Problem requirements → Return every entry exactly as written.

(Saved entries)
┌──

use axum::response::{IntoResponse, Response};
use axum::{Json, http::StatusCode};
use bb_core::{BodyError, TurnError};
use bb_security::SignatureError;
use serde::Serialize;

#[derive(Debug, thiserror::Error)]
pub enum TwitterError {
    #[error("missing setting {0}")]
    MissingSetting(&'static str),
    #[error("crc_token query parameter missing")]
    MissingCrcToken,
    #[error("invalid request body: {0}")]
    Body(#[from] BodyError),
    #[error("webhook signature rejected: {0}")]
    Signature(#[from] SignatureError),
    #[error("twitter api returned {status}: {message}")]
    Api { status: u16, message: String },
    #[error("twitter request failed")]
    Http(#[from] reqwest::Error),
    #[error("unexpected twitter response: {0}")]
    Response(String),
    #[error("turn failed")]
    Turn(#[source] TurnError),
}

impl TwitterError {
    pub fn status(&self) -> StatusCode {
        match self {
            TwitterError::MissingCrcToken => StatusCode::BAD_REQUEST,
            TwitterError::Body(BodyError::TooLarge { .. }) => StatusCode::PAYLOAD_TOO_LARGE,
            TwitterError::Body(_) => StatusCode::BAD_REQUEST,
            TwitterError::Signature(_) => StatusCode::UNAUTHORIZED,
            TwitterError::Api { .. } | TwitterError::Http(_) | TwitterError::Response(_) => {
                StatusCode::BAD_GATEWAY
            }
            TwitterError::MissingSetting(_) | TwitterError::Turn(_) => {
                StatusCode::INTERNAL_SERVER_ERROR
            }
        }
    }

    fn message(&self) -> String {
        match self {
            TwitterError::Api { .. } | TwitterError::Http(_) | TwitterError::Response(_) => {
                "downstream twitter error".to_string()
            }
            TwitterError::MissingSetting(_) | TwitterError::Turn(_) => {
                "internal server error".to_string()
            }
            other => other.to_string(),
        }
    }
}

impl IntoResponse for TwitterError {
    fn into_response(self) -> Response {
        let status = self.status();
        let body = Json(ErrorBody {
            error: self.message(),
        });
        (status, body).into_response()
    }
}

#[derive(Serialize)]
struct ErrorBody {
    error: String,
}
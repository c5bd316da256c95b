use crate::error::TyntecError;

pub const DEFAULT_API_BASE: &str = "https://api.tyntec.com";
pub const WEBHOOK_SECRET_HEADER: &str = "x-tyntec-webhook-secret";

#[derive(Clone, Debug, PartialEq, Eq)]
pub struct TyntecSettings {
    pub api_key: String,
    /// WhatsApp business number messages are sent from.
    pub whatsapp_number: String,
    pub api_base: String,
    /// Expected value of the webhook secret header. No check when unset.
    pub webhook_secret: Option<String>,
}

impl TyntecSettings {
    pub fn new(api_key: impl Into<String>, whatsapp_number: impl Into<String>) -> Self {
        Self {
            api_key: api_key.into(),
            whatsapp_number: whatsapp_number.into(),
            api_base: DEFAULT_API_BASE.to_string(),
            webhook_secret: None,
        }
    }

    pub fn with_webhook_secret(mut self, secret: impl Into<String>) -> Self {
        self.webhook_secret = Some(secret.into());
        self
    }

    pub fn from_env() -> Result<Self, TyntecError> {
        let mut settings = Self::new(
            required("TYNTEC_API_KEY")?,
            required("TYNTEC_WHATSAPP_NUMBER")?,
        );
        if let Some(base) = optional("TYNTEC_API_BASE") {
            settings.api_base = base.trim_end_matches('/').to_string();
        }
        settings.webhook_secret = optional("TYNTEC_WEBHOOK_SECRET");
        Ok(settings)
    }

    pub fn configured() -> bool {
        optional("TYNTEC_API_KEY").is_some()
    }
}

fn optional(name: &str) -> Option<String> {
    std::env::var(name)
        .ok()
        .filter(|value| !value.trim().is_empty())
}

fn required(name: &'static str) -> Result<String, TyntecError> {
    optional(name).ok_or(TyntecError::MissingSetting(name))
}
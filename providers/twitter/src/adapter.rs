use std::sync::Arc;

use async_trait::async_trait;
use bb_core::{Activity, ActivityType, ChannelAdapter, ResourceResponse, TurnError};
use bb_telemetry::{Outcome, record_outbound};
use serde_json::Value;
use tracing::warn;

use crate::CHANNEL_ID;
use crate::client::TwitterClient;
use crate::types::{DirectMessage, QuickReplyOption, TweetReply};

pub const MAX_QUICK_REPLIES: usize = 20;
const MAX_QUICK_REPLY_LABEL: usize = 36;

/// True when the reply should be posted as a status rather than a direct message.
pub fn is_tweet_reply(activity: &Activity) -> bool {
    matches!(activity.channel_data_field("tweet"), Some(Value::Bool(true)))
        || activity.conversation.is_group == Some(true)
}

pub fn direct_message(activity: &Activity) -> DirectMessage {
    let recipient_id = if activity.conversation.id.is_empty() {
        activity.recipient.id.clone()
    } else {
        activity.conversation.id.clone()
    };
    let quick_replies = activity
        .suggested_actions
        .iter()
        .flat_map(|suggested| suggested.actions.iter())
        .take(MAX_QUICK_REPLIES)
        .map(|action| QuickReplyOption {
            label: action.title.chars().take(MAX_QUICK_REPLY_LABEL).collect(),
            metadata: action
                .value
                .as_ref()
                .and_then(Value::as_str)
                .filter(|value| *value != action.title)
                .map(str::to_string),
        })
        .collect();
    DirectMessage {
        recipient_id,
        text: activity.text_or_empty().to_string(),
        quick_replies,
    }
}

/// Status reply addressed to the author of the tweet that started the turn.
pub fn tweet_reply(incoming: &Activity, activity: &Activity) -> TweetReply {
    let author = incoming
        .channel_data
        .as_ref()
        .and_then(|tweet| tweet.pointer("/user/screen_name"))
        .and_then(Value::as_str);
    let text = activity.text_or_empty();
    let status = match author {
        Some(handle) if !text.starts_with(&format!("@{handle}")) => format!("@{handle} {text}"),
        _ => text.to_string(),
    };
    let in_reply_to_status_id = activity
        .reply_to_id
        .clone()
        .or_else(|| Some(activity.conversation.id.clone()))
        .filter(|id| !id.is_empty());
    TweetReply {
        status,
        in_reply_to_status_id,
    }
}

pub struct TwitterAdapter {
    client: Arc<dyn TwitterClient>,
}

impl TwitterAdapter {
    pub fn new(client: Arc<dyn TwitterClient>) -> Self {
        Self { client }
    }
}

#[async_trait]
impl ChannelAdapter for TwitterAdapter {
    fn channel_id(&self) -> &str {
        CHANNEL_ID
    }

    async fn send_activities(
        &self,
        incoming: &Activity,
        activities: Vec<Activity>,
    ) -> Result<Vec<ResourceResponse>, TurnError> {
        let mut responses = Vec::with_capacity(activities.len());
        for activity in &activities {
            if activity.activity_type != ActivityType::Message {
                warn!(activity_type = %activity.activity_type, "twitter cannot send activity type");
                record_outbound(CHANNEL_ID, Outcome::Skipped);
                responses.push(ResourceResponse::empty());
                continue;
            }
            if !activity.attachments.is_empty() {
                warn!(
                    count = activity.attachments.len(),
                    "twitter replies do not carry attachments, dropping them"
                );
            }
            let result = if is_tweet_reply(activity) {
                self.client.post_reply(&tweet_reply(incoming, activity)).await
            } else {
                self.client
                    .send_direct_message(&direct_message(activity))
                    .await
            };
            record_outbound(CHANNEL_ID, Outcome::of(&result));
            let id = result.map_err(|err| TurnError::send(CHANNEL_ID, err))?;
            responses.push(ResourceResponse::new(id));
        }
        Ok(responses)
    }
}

└──

Answer section →
use axum::response::{IntoResponse, Response};
use axum::{Json, http::StatusCode};
use bb_core::{BodyError, TurnError};
use bb_security::SignatureError;
use serde::Serialize;

#[derive(Debug, thiserror::Error)]
pub enum TwitterError {
    #[error("missing setting {0}")]
    MissingSetting(&'static str),
    #[error("crc_token query parameter missing")]
    MissingCrcToken,
    #[error("invalid request body: {0}")]
    Body(#[from] BodyError),
    #[error("webhook signature rejected: {0}")]
    Signature(#[from] SignatureError),
    #[error("twitter api returned {status}: {message}")]
    Api { status: u16, message: String },
    #[error("twitter request failed")]
    Http(#[from] reqwest::Error),
    #[error("unexpected twitter response: {0}")]
    Response(String),
    #[error("turn failed")]
    Turn(#[source] TurnError),
}

impl TwitterError {
    pub fn status(&self) -> StatusCode {
        match self {
            TwitterError::MissingCrcToken => StatusCode::BAD_REQUEST,
            TwitterError::Body(BodyError::TooLarge { .. }) => StatusCode::PAYLOAD_TOO_LARGE,
            TwitterError::Body(_) => StatusCode::BAD_REQUEST,
            TwitterError::Signature(_) => StatusCode::UNAUTHORIZED,
            TwitterError::Api { .. } | TwitterError::Http(_) | TwitterError::Response(_) => {
                StatusCode::BAD_GATEWAY
            }
            TwitterError::MissingSetting(_) | TwitterError::Turn(_) => {
                StatusCode::INTERNAL_SERVER_ERROR
            }
        }
    }

    fn message(&self) -> String {
        match self {
            TwitterError::Api { .. } | TwitterError::Http(_) | TwitterError::Response(_) => {
                "downstream twitter error".to_string()
            }
            TwitterError::MissingSetting(_) | TwitterError::Turn(_) => {
                "internal server error".to_string()
            }
            other => other.to_string(),
        }
    }
}

impl IntoResponse for TwitterError {
    fn into_response(self) -> Response {
        let status = self.status();
        let body = Json(ErrorBody {
            error: self.message(),
        });
        (status, body).into_response()
    }
}

#[derive(Serialize)]
struct ErrorBody {
    error: String,
}
repository c5bd316da256c95b
use crate::error::TyntecError;

pub const DEFAULT_API_BASE: &str = "https://api.tyntec.com";
pub const WEBHOOK_SECRET_HEADER: &str = "x-tyntec-webhook-secret";

#[derive(Clone, Debug, PartialEq, Eq)]
pub struct TyntecSettings {
    pub api_key: String,
    /// WhatsApp business number messages are sent from.
    pub whatsapp_number: String,
    pub api_base: String,
    /// Expected value of the webhook secret header. No check when unset.
    pub webhook_secret: Option<String>,
}

impl TyntecSettings {
    pub fn new(api_key: impl Into<String>, whatsapp_number: impl Into<String>) -> Self {
        Self {
            api_key: api_key.into(),
            whatsapp_number: whatsapp_number.into(),
            api_base: DEFAULT_API_BASE.to_string(),
            webhook_secret: None,
        }
    }

    pub fn with_webhook_secret(mut self, secret: impl Into<String>) -> Self {
        self.webhook_secret = Some(secret.into());
        self
    }

    pub fn from_env() -> Result<Self, TyntecError> {
        let mut settings = Self::new(
            required("TYNTEC_API_KEY")?,
            required("TYNTEC_WHATSAPP_NUMBER")?,
        );
        if let Some(base) = optional("TYNTEC_API_BASE") {
            settings.api_base = base.trim_end_matches('/').to_string();
        }
        settings.webhook_secret = optional("TYNTEC_WEBHOOK_SECRET");
        Ok(settings)
    }

    pub fn configured() -> bool {
        optional("TYNTEC_API_KEY").is_some()
    }
}

fn optional(name: &str) -> Option<String> {
    std::env::var(name)
        .ok()
        .filter(|value| !value.trim().is_empty())
}

fn required(name: &'static str) -> Result<String, TyntecError> {
    optional(name).ok_or(TyntecError::MissingSetting(name))
}
filename providers/twitter/src/adapter.rs
use std::sync::Arc;

use async_trait::async_trait;
use bb_core::{Activity, ActivityType, ChannelAdapter, ResourceResponse, TurnError};
use bb_telemetry::{Outcome, record_outbound};
use serde_json::Value;
use tracing::warn;

use crate::CHANNEL_ID;
use crate::client::TwitterClient;
use crate::types::{DirectMessage, QuickReplyOption, TweetReply};

pub const MAX_QUICK_REPLIES: usize = 20;
const MAX_QUICK_REPLY_LABEL: usize = 36;

/// True when the reply should be posted as a status rather than a direct message.
pub fn is_tweet_reply(activity: &Activity) -> bool {
    matches!(activity.channel_data_field("tweet"), Some(Value::Bool(true)))
        || activity.conversation.is_group == Some(true)
}

pub fn direct_message(activity: &Activity) -> DirectMessage {
    let recipient_id = if activity.conversation.id.is_empty() {
        activity.recipient.id.clone()
    } else {
        activity.conversation.id.clone()
    };
    let quick_replies = activity
        .suggested_actions
        .iter()
        .flat_map(|suggested| suggested.actions.iter())
        .take(MAX_QUICK_REPLIES)
        .map(|action| QuickReplyOption {
            label: action.title.chars().take(MAX_QUICK_REPLY_LABEL).collect(),
            metadata: action
                .value
                .as_ref()
                .and_then(Value::as_str)
                .filter(|value| *value != action.title)
                .map(str::to_string),
        })
        .collect();
    DirectMessage {
        recipient_id,
        text: activity.text_or_empty().to_string(),
        quick_replies,
    }
}

/// Status reply addressed to the author of the tweet that started the turn.
pub fn tweet_reply(incoming: &Activity, activity: &Activity) -> TweetReply {
    let author = incoming
        .channel_data
        .as_ref()
        .and_then(|tweet| tweet.pointer("/user/screen_name"))
        .and_then(Value::as_str);
    let text = activity.text_or_empty();
    let status = match author {
        Some(handle) if !text.starts_with(&format!("@{handle}")) => format!("@{handle} {text}"),
        _ => text.to_string(),
    };
    let in_reply_to_status_id = activity
        .reply_to_id
        .clone()
        .or_else(|| Some(activity.conversation.id.clone()))
        .filter(|id| !id.is_empty());
    TweetReply {
        status,
        in_reply_to_status_id,
    }
}

pub struct TwitterAdapter {
    client: Arc<dyn TwitterClient>,
}

impl TwitterAdapter {
    pub fn new(client: Arc<dyn TwitterClient>) -> Self {
        Self { client }
    }
}

#[async_trait]
impl ChannelAdapter for TwitterAdapter {
    fn channel_id(&self) -> &str {
        CHANNEL_ID
    }

    async fn send_activities(
        &self,
        incoming: &Activity,
        activities: Vec<Activity>,
    ) -> Result<Vec<ResourceResponse>, TurnError> {
        let mut responses = Vec::with_capacity(activities.len());
        for activity in &activities {
            if activity.activity_type != ActivityType::Message {
                warn!(activity_type = %activity.activity_type, "twitter cannot send activity type");
                record_outbound(CHANNEL_ID, Outcome::Skipped);
                responses.push(ResourceResponse::empty());
                continue;
            }
            if !activity.attachments.is_empty() {
                warn!(
                    count = activity.attachments.len(),
                    "twitter replies do not carry attachments, dropping them"
                );
            }
            let result = if is_tweet_reply(activity) {
                self.client.post_reply(&tweet_reply(incoming, activity)).await
            } else {
                self.client
                    .send_direct_message(&direct_message(activity))
                    .await
            };
            record_outbound(CHANNEL_ID, Outcome::of(&result));
            let id = result.map_err(|err| TurnError::send(CHANNEL_ID, err))?;
            responses.push(ResourceResponse::new(id));
        }
        Ok(responses)
    }
}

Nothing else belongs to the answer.